Quando pensava no que queria ser quando
crescesse,
Carlos Medeiros, agora com 48 anos, apenas sabia
que queria viajar, viajar muito. E durante anos conseguiu fazê-lo.
Como
event designer da Cateri, empresa de
catering e produção de eventos, um dia acordava num sítio
e adormecia noutro. Las Vegas, conta, é a sua cidade preferida para
dar asas à imaginação, que é como quem diz, dar asas… à produção.

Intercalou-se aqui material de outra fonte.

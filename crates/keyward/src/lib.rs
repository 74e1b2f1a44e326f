// SPDX-FileCopyrightText: 2026 Keyward Contributors
// SPDX-License-Identifier: MIT OR Apache-2.0

//! Keyward: encrypted secret stores gated by self-modifying ACLs and code
//! identity.
//!
//! [`Keyward`] is the operation surface: create and open stores, lock and
//! unlock them, edit their ACLs, encode and decode keys, validate access and
//! administer legacy equivalence links. The building blocks are re-exported
//! from the member crates.

pub mod handles;
pub mod service;

pub use handles::{AccessTarget, KeyHandle, StoreHandle};
pub use service::Keyward;

pub use keyward_acl::{Acl, AclEdit, Entry, Outcome, Subject};
pub use keyward_codesign::{CodeSubject, EquivalenceDatabase, EquivalenceSource, LinkScope};
pub use keyward_config::KeywardConfig;
pub use keyward_core::{
    AccessDecision, AuthorizationTag, CredentialSample, Credentials, InteractiveAgent,
    KeywardError, LegacyHash, ProcessContext, Requirement, StoreName, StoreParams,
};
pub use keyward_crypto::RingCryptoProvider;
pub use keyward_vault::{IdleScheduler, KeyAlgorithm, KeyObject, SecretStore, TtyAgent};
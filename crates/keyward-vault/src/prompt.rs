// SPDX-FileCopyrightText: 2026 Keyward Contributors
// SPDX-License-Identifier: MIT OR Apache-2.0

//! Terminal implementation of the interactive agent.
//!
//! Passphrases come from the `KEYWARD_PASSPHRASE` environment variable (for
//! headless use) or an `rpassword` prompt on the controlling TTY. Access and
//! equivalence confirmations are read from stdin. Without a terminal every
//! question that cannot be answered from the environment is canceled.

use std::io::{BufRead, IsTerminal};

use keyward_core::{
    AccessDecision, AccessPrompt, EquivalencePrompt, InteractiveAgent, KeywardError,
    PassphrasePrompt,
};
use secrecy::SecretString;
use tracing::{debug, warn};

/// The environment variable name for providing a store passphrase.
pub const PASSPHRASE_ENV_VAR: &str = "KEYWARD_PASSPHRASE";

const NEW_PASSPHRASE_ATTEMPTS: u32 = 3;

fn env_passphrase() -> Option<SecretString> {
    std::env::var(PASSPHRASE_ENV_VAR)
        .ok()
        .filter(|key| !key.is_empty())
        .map(SecretString::from)
}

fn is_interactive() -> bool {
    std::io::stdin().is_terminal()
}

fn read_secret(prompt: &str) -> Result<String, KeywardError> {
    eprint!("{prompt}");
    rpassword::read_password()
        .map_err(|e| KeywardError::Internal(format!("failed to read passphrase: {e}")))
}

fn read_answer(prompt: &str) -> Result<String, KeywardError> {
    eprint!("{prompt}");
    let mut line = String::new();
    let read = std::io::stdin()
        .lock()
        .read_line(&mut line)
        .map_err(|e| KeywardError::Internal(format!("failed to read answer: {e}")))?;
    if read == 0 {
        return Err(KeywardError::UserCanceled);
    }
    Ok(line)
}

/// Interpret a y/n/a answer. Anything unrecognized is a denial.
pub fn parse_access_answer(answer: &str) -> AccessDecision {
    match answer.trim().to_ascii_lowercase().as_str() {
        "y" | "yes" => AccessDecision::Allow { remember: false },
        "a" | "always" => AccessDecision::Allow { remember: true },
        _ => AccessDecision::Deny,
    }
}

/// Agent that talks to the user on the terminal.
#[derive(Debug, Default, Clone, Copy)]
pub struct TtyAgent;

impl TtyAgent {
    pub fn new() -> Self {
        Self
    }
}

impl InteractiveAgent for TtyAgent {
    fn query_passphrase(&self, prompt: &PassphrasePrompt<'_>) -> Result<SecretString, KeywardError> {
        if let Some(passphrase) = env_passphrase() {
            return Ok(passphrase);
        }
        if !is_interactive() {
            debug!(store = prompt.store, "no terminal for passphrase prompt");
            return Err(KeywardError::UserCanceled);
        }
        if prompt.attempt > 1 {
            eprintln!("Wrong passphrase, try again.");
        }
        let passphrase = read_secret(&format!("Passphrase for `{}`: ", prompt.store))?;
        if passphrase.is_empty() {
            return Err(KeywardError::UserCanceled);
        }
        Ok(SecretString::from(passphrase))
    }

    fn query_new_passphrase(&self, store: &str) -> Result<SecretString, KeywardError> {
        // Env var does not need confirmation.
        if let Some(passphrase) = env_passphrase() {
            return Ok(passphrase);
        }
        if !is_interactive() {
            debug!(store, "no terminal for new passphrase prompt");
            return Err(KeywardError::UserCanceled);
        }
        for _ in 0..NEW_PASSPHRASE_ATTEMPTS {
            let first = read_secret(&format!("New passphrase for `{store}`: "))?;
            if first.is_empty() {
                return Err(KeywardError::UserCanceled);
            }
            let second = read_secret("Confirm passphrase: ")?;
            if first == second {
                return Ok(SecretString::from(first));
            }
            warn!(store, "passphrases do not match");
            eprintln!("Passphrases do not match.");
        }
        Err(KeywardError::UserCanceled)
    }

    fn confirm_access(&self, prompt: &AccessPrompt<'_>) -> Result<AccessDecision, KeywardError> {
        if !is_interactive() {
            return Err(KeywardError::UserCanceled);
        }
        let answer = read_answer(&format!(
            "`{}` wants to {} `{}`. Allow? [y]es / [n]o / [a]lways: ",
            prompt.process.path().display(),
            prompt.tag,
            prompt.description
        ))?;
        Ok(parse_access_answer(&answer))
    }

    fn confirm_equivalence(&self, prompt: &EquivalencePrompt<'_>) -> Result<bool, KeywardError> {
        if !is_interactive() {
            return Err(KeywardError::UserCanceled);
        }
        let answer = read_answer(&format!(
            "Treat `{}` as the same application as `{}`? [y/n]: ",
            prompt.process.path().display(),
            prompt.acl_name
        ))?;
        Ok(matches!(
            parse_access_answer(&answer),
            AccessDecision::Allow { .. }
        ))
    }
}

Agora, 25 anos de experiência profissional depois, continua a
correr de um lado para o outro. O seu dia começa às sete da manhã e
termina lá para as tantas. Entre a Cateri e o Aura, restaurante no
Terreiro do Paço, ainda tem de gerir a sua vida pessoal e
principalmente cumprir o seu papel de pai e… de filho.
Marta, cuja custódia é partilhada com a sua
ex-mulher, tem 15 anos, está no oitavo ano e, quem sabe, um dia
poderá seguir as suas pisadas.
Irene Santos, a sua mãe, é a pessoa a quem dedica
a sua vida. Estas e outras emoções fazem parte desta conversa. O
encontro foi no Aura.
– Aura é um nome que calha bem…
Carlos Medeiros – Não é por acaso. Um espaço como
este, em qualquer ponto do universo, tem de ter algo que não seja
só a gastronomia. É bom sabermos que vamos a determinado local e
que saímos de lá com uma aura diferente. O Aura é quase um spa de
emoções, não é tão sensível ao toque, mas muito sensorial ao nível
do olfato, da visão, do paladar e até da audição, porque temos
música fantástica.
– É aqui que tem passado grande parte do seu
tempo?
– Divido o tempo entre o Aura e a Cateri, porque
tenho de assinar as produções, criar as propostas, os momentos e
estar presente. O
Fabrice [Marescaux], sim, fica aqui o dia todo e
eu venho ao final da tarde para estar com a equipa para dar
formação. O meu dia de trabalho tem geralmente entre 14 a 16 horas,
mas dá-me um prazer enorme…
– No meio de tanto trabalho, como é que arranja espaço
para a sua vida pessoal?
– A minha vida pessoal e a profissional estão
completamente integradas. Por exemplo, ainda hoje, para fazer esta
produção levantei-me às 6h30 e deixei a Marta na escola meia hora
mais cedo. Eu prefiro que ela se levante meia hora mais cedo e
irmos aqueles 20 minutos de carro a conversar do que pedir à
empregada ou a alguém para a levar à escola.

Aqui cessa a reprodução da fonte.